Collected data
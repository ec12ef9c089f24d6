// Record Store: one CSV row per submission.
// Handlers never touch the file; they enqueue on the RecordWriter, which owns the store.

pub mod record;
pub mod store;
pub mod writer;

pub use record::{Record, RecordSchema};
pub use store::CsvRecordStore;
pub use writer::{drain_writer, RecordWriter};
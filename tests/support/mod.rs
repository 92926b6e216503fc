//! A minimal in-memory [`Scheduler`] used only by this crate's own tests.
//!
//! Priorities are plain `i32`s (higher = more urgent, matching the scenario
//! numbering in `DESIGN.md`/`SPEC_FULL.md`); task identities are `u32`
//! handles into a `HashMap`. Real embedding kernels would back this with
//! their actual TCB array and ready queue instead.

#![allow(dead_code)]

use std::collections::HashMap;

use r3_pi_sem::{BoostLedger, Scheduler, SchedulerCore};

/// Wire up `env_logger` so `RUST_LOG=trace cargo test -- --nocapture` surfaces
/// this crate's `trace`-feature boost/restore decisions. Idempotent.
pub fn init() {
    let _ = env_logger::try_init();
}

pub struct TaskState<const N_NEST: usize> {
    pub base: i32,
    pub sched: i32,
    pub alive: bool,
    pub ledger: BoostLedger<MockSched<N_NEST>, N_NEST>,
}

pub struct MockSched<const N_NEST: usize> {
    tasks: HashMap<u32, TaskState<N_NEST>>,
    current: u32,
    pub interrupt: bool,
    next_id: u32,
    /// Every `set_priority` call, in order, as `(task, priority)` — recorded
    /// so tests can assert on ordering (e.g. the two-pass restore rule)
    /// rather than just final state.
    calls: Vec<(u32, i32)>,
}

impl<const N_NEST: usize> MockSched<N_NEST> {
    pub fn new() -> Self {
        Self {
            tasks: HashMap::new(),
            current: 0,
            interrupt: false,
            next_id: 1,
            calls: Vec::new(),
        }
    }

    /// The `set_priority` call log recorded so far, in call order.
    pub fn call_log(&self) -> &[(u32, i32)] {
        &self.calls
    }

    /// Register a new task at the given base priority, returning its handle.
    pub fn add_task(&mut self, base: i32) -> u32 {
        let id = self.next_id;
        self.next_id += 1;
        self.tasks.insert(
            id,
            TaskState {
                base,
                sched: base,
                alive: true,
                ledger: BoostLedger::new(),
            },
        );
        id
    }

    /// Mark a task as no longer existing, so `verify_tcb` starts failing it.
    pub fn kill(&mut self, task: u32) {
        if let Some(t) = self.tasks.get_mut(&task) {
            t.alive = false;
        }
    }

    pub fn set_current(&mut self, task: u32) {
        self.current = task;
    }

    pub fn ledger_len(&self, task: u32) -> usize {
        self.tasks[&task].ledger.len()
    }
}

impl<const N_NEST: usize> SchedulerCore for MockSched<N_NEST> {
    type TaskRef = u32;
    type Priority = i32;

    fn verify_tcb(&self, task: u32) -> bool {
        self.tasks.get(&task).map(|t| t.alive).unwrap_or(false)
    }

    fn base_priority(&self, task: u32) -> i32 {
        self.tasks[&task].base
    }

    fn sched_priority(&self, task: u32) -> i32 {
        self.tasks[&task].sched
    }

    fn set_priority(&mut self, task: u32, priority: i32) {
        self.calls.push((task, priority));
        if let Some(t) = self.tasks.get_mut(&task) {
            t.sched = priority;
        }
    }

    fn current_task(&self) -> u32 {
        self.current
    }

    fn in_interrupt_context(&self) -> bool {
        self.interrupt
    }
}

impl<const N_NEST: usize> Scheduler<N_NEST> for MockSched<N_NEST> {
    fn with_ledger<R>(
        &mut self,
        task: u32,
        f: impl FnOnce(&mut BoostLedger<Self, N_NEST>) -> R,
    ) -> R {
        let t = self.tasks.get_mut(&task).expect("unknown task");
        f(&mut t.ledger)
    }
}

*Task goal*
Print the data in full. Match it exactly.

*Exercise result*
repository ec12ef9c089f24d6
// Record Store: one CSV row per submission.
// Handlers never touch the file; they enqueue on the RecordWriter, which owns the store.

pub mod record;
pub mod store;
pub mod writer;

pub use record::{Record, RecordSchema};
pub use store::CsvRecordStore;
pub use writer::{drain_writer, RecordWriter};
filename tests/support/mod.rs
repository 92926b6e216503fc
//! A minimal in-memory [`Scheduler`] used only by this crate's own tests.
//!
//! Priorities are plain `i32`s (higher = more urgent, matching the scenario
//! numbering in `DESIGN.md`/`SPEC_FULL.md`); task identities are `u32`
//! handles into a `HashMap`. Real embedding kernels would back this with
//! their actual TCB array and ready queue instead.

#![allow(dead_code)]

use std::collections::HashMap;

use r3_pi_sem::{BoostLedger, Scheduler, SchedulerCore};

/// Wire up `env_logger` so `RUST_LOG=trace cargo test -- --nocapture` surfaces
/// this crate's `trace`-feature boost/restore decisions. Idempotent.
pub fn init() {
    let _ = env_logger::try_init();
}

pub struct TaskState<const N_NEST: usize> {
    pub base: i32,
    pub sched: i32,
    pub alive: bool,
    pub ledger: BoostLedger<MockSched<N_NEST>, N_NEST>,
}

pub struct MockSched<const N_NEST: usize> {
    tasks: HashMap<u32, TaskState<N_NEST>>,
    current: u32,
    pub interrupt: bool,
    next_id: u32,
    /// Every `set_priority` call, in order, as `(task, priority)` — recorded
    /// so tests can assert on ordering (e.g. the two-pass restore rule)
    /// rather than just final state.
    calls: Vec<(u32, i32)>,
}

impl<const N_NEST: usize> MockSched<N_NEST> {
    pub fn new() -> Self {
        Self {
            tasks: HashMap::new(),
            current: 0,
            interrupt: false,
            next_id: 1,
            calls: Vec::new(),
        }
    }

    /// The `set_priority` call log recorded so far, in call order.
    pub fn call_log(&self) -> &[(u32, i32)] {
        &self.calls
    }

    /// Register a new task at the given base priority, returning its handle.
    pub fn add_task(&mut self, base: i32) -> u32 {
        let id = self.next_id;
        self.next_id += 1;
        self.tasks.insert(
            id,
            TaskState {
                base,
                sched: base,
                alive: true,
                ledger: BoostLedger::new(),
            },
        );
        id
    }

    /// Mark a task as no longer existing, so `verify_tcb` starts failing it.
    pub fn kill(&mut self, task: u32) {
        if let Some(t) = self.tasks.get_mut(&task) {
            t.alive = false;
        }
    }

    pub fn set_current(&mut self, task: u32) {
        self.current = task;
    }

    pub fn ledger_len(&self, task: u32) -> usize {
        self.tasks[&task].ledger.len()
    }
}

impl<const N_NEST: usize> SchedulerCore for MockSched<N_NEST> {
    type TaskRef = u32;
    type Priority = i32;

    fn verify_tcb(&self, task: u32) -> bool {
        self.tasks.get(&task).map(|t| t.alive).unwrap_or(false)
    }

    fn base_priority(&self, task: u32) -> i32 {
        self.tasks[&task].base
    }

    fn sched_priority(&self, task: u32) -> i32 {
        self.tasks[&task].sched
    }

    fn set_priority(&mut self, task: u32, priority: i32) {
        self.calls.push((task, priority));
        if let Some(t) = self.tasks.get_mut(&task) {
            t.sched = priority;
        }
    }

    fn current_task(&self) -> u32 {
        self.current
    }

    fn in_interrupt_context(&self) -> bool {
        self.interrupt
    }
}

impl<const N_NEST: usize> Scheduler<N_NEST> for MockSched<N_NEST> {
    fn with_ledger<R>(
        &mut self,
        task: u32,
        f: impl FnOnce(&mut BoostLedger<Self, N_NEST>) -> R,
    ) -> R {
        let t = self.tasks.get_mut(&task).expect("unknown task");
        f(&mut t.ledger)
    }
}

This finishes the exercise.